La Società Dantesca Italiana, costituita per accomunare gli studi dei dotti italiani e stranieri intorno Dante e per renderli più divulgati ed efficaci, intende ora principalmente a un'edizione critica delle opere del sommo Poeta. Ne è stato pubblicato il primo volume, contenente il De vulgari Eloquentia a cura del prof. Pio Rajna.

Il Comitato centrale ha sede in Firenze (Via della Dogana, 1): vi sono o possono essere Comitati regionali, dipendenti dal centrale, dovunque, nella penisola o all'estero, si trovi un numero di Soci sufficiente a costituirli. Dove non sono costituiti i Comitati regionali, i Soci corrispondono direttamente colla Presidenza del Comitato centrale.

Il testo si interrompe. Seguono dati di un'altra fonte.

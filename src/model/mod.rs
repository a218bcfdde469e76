//! 应用层数据模型
//!
//! - `arg`: 命令行参数
//! - `config`: 应用配置
//! - `account`: 账号

pub mod account;
pub mod arg;
pub mod config;
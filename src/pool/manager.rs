//! 代理健康池
//!
//! 为每次出站请求提供一条代理线路，跟踪失败次数，并在过期时间到达后整体失效

use std::sync::atomic::{AtomicBool, AtomicUsize, Ordering};
use std::sync::{Arc, Mutex, PoisonError};
use std::time::Duration;

use serde::Serialize;
use tokio::task::JoinHandle;
use tokio::time::Instant;
use tokio_util::sync::CancellationToken;

use super::route::ProxyRoute;
use super::strategy::SelectionStrategy;
use crate::error::{RaceError, RaceResult};

type ExpiryCallback = Box<dyn FnOnce() + Send>;

/// 代理池统计
#[derive(Debug, Clone, Serialize)]
pub struct PoolStats {
    pub total: usize,
    pub usable: usize,
    pub expired: bool,
    pub strategy: &'static str,
}

/// 代理健康池
///
/// 过期时间是硬约束：过期后 `next_route` 对所有调用都返回 `PoolExpired`
pub struct ProxyHealthPool {
    routes: Vec<Arc<ProxyRoute>>,
    strategy: SelectionStrategy,
    cursor: AtomicUsize,
    deadline: Option<Instant>,
    expired: AtomicBool,
    on_expire: Mutex<Option<ExpiryCallback>>,
    shutdown: CancellationToken,
}

impl ProxyHealthPool {
    /// 创建代理池
    ///
    /// `lifetime` 为空表示永不过期
    pub fn new(
        routes: Vec<ProxyRoute>,
        strategy: SelectionStrategy,
        lifetime: Option<Duration>,
    ) -> Self {
        Self {
            routes: routes.into_iter().map(Arc::new).collect(),
            strategy,
            cursor: AtomicUsize::new(0),
            deadline: lifetime.map(|d| Instant::now() + d),
            expired: AtomicBool::new(false),
            on_expire: Mutex::new(None),
            shutdown: CancellationToken::new(),
        }
    }

    pub fn len(&self) -> usize {
        self.routes.len()
    }

    pub fn is_empty(&self) -> bool {
        self.routes.is_empty()
    }

    pub fn deadline(&self) -> Option<Instant> {
        self.deadline
    }

    /// 检查是否已过期
    pub fn is_expired(&self) -> bool {
        self.expired.load(Ordering::SeqCst)
            || self.deadline.is_some_and(|d| Instant::now() >= d)
    }

    /// 选择下一条可用线路
    pub fn next_route(&self) -> RaceResult<Arc<ProxyRoute>> {
        if self.is_expired() {
            self.expire();
            return Err(RaceError::PoolExpired);
        }
        if self.is_empty() {
            return Err(RaceError::PoolExhausted("pool empty".to_string()));
        }

        if let Some(route) = self.pick() {
            return Ok(route);
        }

        // 所有线路都达到失败上限时重置一次计数，避免永久饿死
        tracing::warn!("所有代理均已达到失败上限，重置失败计数");
        for route in &self.routes {
            route.reset_failures();
        }

        self.pick()
            .ok_or_else(|| RaceError::PoolExhausted("no usable route".to_string()))
    }

    fn pick(&self) -> Option<Arc<ProxyRoute>> {
        let len = self.routes.len();
        let start = self
            .strategy
            .start_index(self.cursor.fetch_add(1, Ordering::Relaxed), len);

        (0..len)
            .map(|offset| &self.routes[(start + offset) % len])
            .find(|route| route.is_usable())
            .cloned()
    }

    /// 标记线路失败
    pub fn mark_failed(&self, route: &ProxyRoute) {
        let failures = route.record_failure();
        if failures == route.max_failures {
            tracing::warn!("代理 {} 连续失败 {} 次，暂停使用", route, failures);
        } else {
            tracing::debug!("代理 {} 失败次数: {}", route, failures);
        }
    }

    /// 标记线路成功，清零失败计数
    pub fn mark_succeeded(&self, route: &ProxyRoute) {
        if route.failure_count() > 0 {
            route.reset_failures();
        }
    }

    /// 注册过期回调
    ///
    /// 如果代理池已经过期，回调立即执行
    pub fn on_expire<F>(&self, callback: F)
    where
        F: FnOnce() + Send + 'static,
    {
        if self.expired.load(Ordering::SeqCst) {
            callback();
            return;
        }
        let mut slot = self.on_expire.lock().unwrap_or_else(PoisonError::into_inner);
        *slot = Some(Box::new(callback));
    }

    /// 令代理池立即过期：禁用所有线路并触发过期回调（仅一次）
    pub fn expire(&self) {
        if self.expired.swap(true, Ordering::SeqCst) {
            return;
        }
        for route in &self.routes {
            route.disable();
        }
        tracing::error!("代理池已过期，共禁用 {} 条线路", self.len());

        let callback = self
            .on_expire
            .lock()
            .unwrap_or_else(PoisonError::into_inner)
            .take();
        if let Some(callback) = callback {
            callback();
        }
    }

    /// 启动后台过期监控
    ///
    /// 没有配置过期时间时返回 None
    pub fn spawn_expiry_monitor(self: &Arc<Self>) -> Option<JoinHandle<()>> {
        let deadline = self.deadline()?;
        let pool = Arc::clone(self);
        let shutdown = self.shutdown.clone();

        Some(tokio::spawn(async move {
            tokio::select! {
                _ = shutdown.cancelled() => {
                    tracing::debug!("代理池过期监控已停止");
                }
                _ = tokio::time::sleep_until(deadline) => {
                    pool.expire();
                }
            }
        }))
    }

    /// 停止后台监控
    pub fn shutdown(&self) {
        self.shutdown.cancel();
    }

    pub fn stats(&self) -> PoolStats {
        PoolStats {
            total: self.len(),
            usable: self.routes.iter().filter(|r| r.is_usable()).count(),
            expired: self.is_expired(),
            strategy: self.strategy.as_str(),
        }
    }
}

La quota annua da pagarsi da ciascun Socio è L. 10; e possono esser Soci anche gli Enti (Istituti d'istruzione, Biblioteche, Municipi, ecc.) e tutti quelli, che pur non essendo speciali cultori di Dante, vogliano concorrere ad onorare con questo mezzo il sommo Poeta. Ricevono il nome di Soci promotori coloro che, oltre alla quota annua danno alla Società per una sola volta lire cento almeno; il nome di benemeriti coloro che per una sola volta le facciano una largizione di danaro, non inferiore a cinquecento lire, ovvero qualche dono di gran valore, specialmente in libri od in opere d'arte, che comecchessia si riferiscano a Dante. Il socio benemerito non è tenuto alla quota annua.

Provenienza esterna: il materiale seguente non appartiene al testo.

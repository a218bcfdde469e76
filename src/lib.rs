pub mod claim;
pub mod error;
pub mod http_client;
pub mod model;
pub mod pool;
pub mod race;
pub mod recorder;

I Soci hanno diritto a un esemplare di quelle pubblicazioni che vengono fatte coi fondi sociali. Quanto alle altre che la Società abbia promosse ed aiutate, sarà loro concesso, nell'acquisto, il maggior vantaggio possibile.

Gli Autori e gli editori di studi danteschi sono pregati di favorirne possibilmente due copie alla Direzione del Bullettino; i direttori di riviste, di fare il cambio con questo, o almeno di mandare i numeri che contengano qualche articolo riferentesi a Dante.